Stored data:
▶

// Copyright 2022 Aztec
// Copyright 2025 Horizen Labs, Inc.
// SPDX-License-Identifier: Apache-2.0 or MIT

// Licensed under the Apache License, Version 2.0 (the "License");
// you may not use this file except in compliance with the License.
// You may obtain a copy of the License at
//
// 	http://www.apache.org/licenses/LICENSE-2.0
//
// Unless required by applicable law or agreed to in writing, software
// distributed under the License is distributed on an "AS IS" BASIS,
// WITHOUT WARRANTIES OR CONDITIONS OF ANY KIND, either express or implied.
// See the License for the specific language governing permissions and
// limitations under the License.

use alloc::{collections::BTreeMap, string::String};

use crate::Fr;

/// Names of account contract flavours, keyed by the hash of the verification
/// key of their authorization function. Supplied by the caller so that each
/// deployment can carry its own list.
#[derive(Clone, Debug, Default, PartialEq, Eq)]
pub struct AccountTypeRegistry {
    entries: BTreeMap<Fr, String>,
}

impl AccountTypeRegistry {
    pub fn new() -> Self {
        Self::default()
    }

    pub fn with_entry(mut self, vk_hash: Fr, name: impl Into<String>) -> Self {
        self.insert(vk_hash, name);
        self
    }

    /// Registers `name` for `vk_hash`, returning the name it replaces.
    pub fn insert(&mut self, vk_hash: Fr, name: impl Into<String>) -> Option<String> {
        self.entries.insert(vk_hash, name.into())
    }

    pub fn identify(&self, vk_hash: &Fr) -> Option<&str> {
        self.entries.get(vk_hash).map(String::as_str)
    }

    pub fn len(&self) -> usize {
        self.entries.len()
    }

    pub fn is_empty(&self) -> bool {
        self.entries.is_empty()
    }

    pub fn iter(&self) -> impl Iterator<Item = (&Fr, &str)> {
        self.entries.iter().map(|(vk_hash, name)| (vk_hash, name.as_str()))
    }
}

#[cfg(feature = "std")]
impl TryFrom<BTreeMap<String, String>> for AccountTypeRegistry {
    type Error = crate::errors::FieldError;

    fn try_from(raw: BTreeMap<String, String>) -> Result<Self, Self::Error> {
        raw.into_iter()
            .try_fold(Self::new(), |registry, (vk_hash, name)| {
                Ok(registry.with_entry(crate::utils::read_fr_hex(&vk_hash)?, name))
            })
    }
}

#[cfg(feature = "std")]
impl serde::Serialize for AccountTypeRegistry {
    fn serialize<S: serde::Serializer>(&self, serializer: S) -> Result<S::Ok, S::Error> {
        serializer.collect_map(
            self.entries
                .iter()
                .map(|(vk_hash, name)| (crate::utils::fr_to_hex(vk_hash), name)),
        )
    }
}

#[cfg(feature = "std")]
impl<'de> serde::Deserialize<'de> for AccountTypeRegistry {
    fn deserialize<D: serde::Deserializer<'de>>(deserializer: D) -> Result<Self, D::Error> {
        let raw = BTreeMap::<String, String>::deserialize(deserializer)?;
        Self::try_from(raw).map_err(serde::de::Error::custom)
    }
}

#[cfg(test)]
mod should {
    use super::*;

    #[test]
    fn identify_known_keys_only() {
        let registry = AccountTypeRegistry::new()
            .with_entry(Fr::from(1u64), "schnorr")
            .with_entry(Fr::from(2u64), "ecdsasecp256k1");

        assert_eq!(registry.identify(&Fr::from(1u64)), Some("schnorr"));
        assert_eq!(registry.identify(&Fr::from(2u64)), Some("ecdsasecp256k1"));
        assert_eq!(registry.identify(&Fr::from(3u64)), None);
        assert_eq!(registry.len(), 2);
    }

    #[test]
    fn replace_an_existing_name() {
        let mut registry = AccountTypeRegistry::new().with_entry(Fr::from(1u64), "schnorr");
        assert_eq!(
            registry.insert(Fr::from(1u64), "schnorr-v2"),
            Some("schnorr".into())
        );
        assert_eq!(registry.identify(&Fr::from(1u64)), Some("schnorr-v2"));
    }

    #[cfg(feature = "std")]
    #[test]
    fn load_from_json() {
        let registry: AccountTypeRegistry =
            serde_json::from_str(r#"{ "0x01": "schnorr", "0x02": "ecdsasecp256r1" }"#).unwrap();

        assert_eq!(registry.identify(&Fr::from(2u64)), Some("ecdsasecp256r1"));
        let json = serde_json::to_string(&registry).unwrap();
        assert_eq!(serde_json::from_str::<AccountTypeRegistry>(&json).unwrap(), registry);
    }

    #[cfg(feature = "std")]
    mod reject {
        use super::*;

        #[test]
        fn a_key_that_is_not_a_field_element() {
            assert!(serde_json::from_str::<AccountTypeRegistry>(r#"{ "schnorr": "schnorr" }"#).is_err());
        }
    }
}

◀

• REQUIRED WORK:
From the data above, work out how many lines hold "Copyright". Answer with the number alone.

• ANSWER SECTION:
2